Dataset items:

──────────────────────────────

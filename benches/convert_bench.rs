// Benchmark for layer conversion throughput
// Run with: cargo bench

use criterion::{Criterion, criterion_group, criterion_main};
use layerstream::config::{ScannerConfig, SyntheticConfig};
use layerstream::converter::LayerConverter;
use layerstream::synthetic::{SyntheticSource, test_styles};

fn bench_convert_dense_layer(c: &mut Criterion) {
    let synthetic = SyntheticConfig {
        part_size_mm: 100.0,
        hatch_spacing_mm: 0.01,
        ..SyntheticConfig::default()
    };
    let styles = test_styles(&synthetic);
    let layer = SyntheticSource::new(0.03, 1, synthetic).layer(0);
    let converter = LayerConverter::from_scanner(&ScannerConfig::default());
    c.bench_function("convert 10k hatch lines", |b| {
        b.iter(|| {
            let block = converter.convert(layer.clone(), &styles).unwrap();
            assert_eq!(block.parameter_segments.len(), 2);
        });
    });
}

fn bench_convert_synthetic_stack(c: &mut Criterion) {
    let synthetic = SyntheticConfig::default();
    let styles = test_styles(&synthetic);
    let source = SyntheticSource::new(0.03, 100, synthetic);
    let layers: Vec<_> = (0..100).map(|i| source.layer(i)).collect();
    let converter = LayerConverter::from_scanner(&ScannerConfig::default());
    c.bench_function("convert 100 synthetic layers", |b| {
        b.iter(|| {
            let commands: usize = layers
                .iter()
                .map(|l| converter.convert(l.clone(), &styles).unwrap().len())
                .sum();
            assert!(commands > 0);
        });
    });
}

criterion_group!(benches, bench_convert_dense_layer, bench_convert_synthetic_stack);
criterion_main!(benches);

──────────────────────────────

Work item — Work out how many lines of the records contain "block", and reply with the number alone.

Expected answer — 2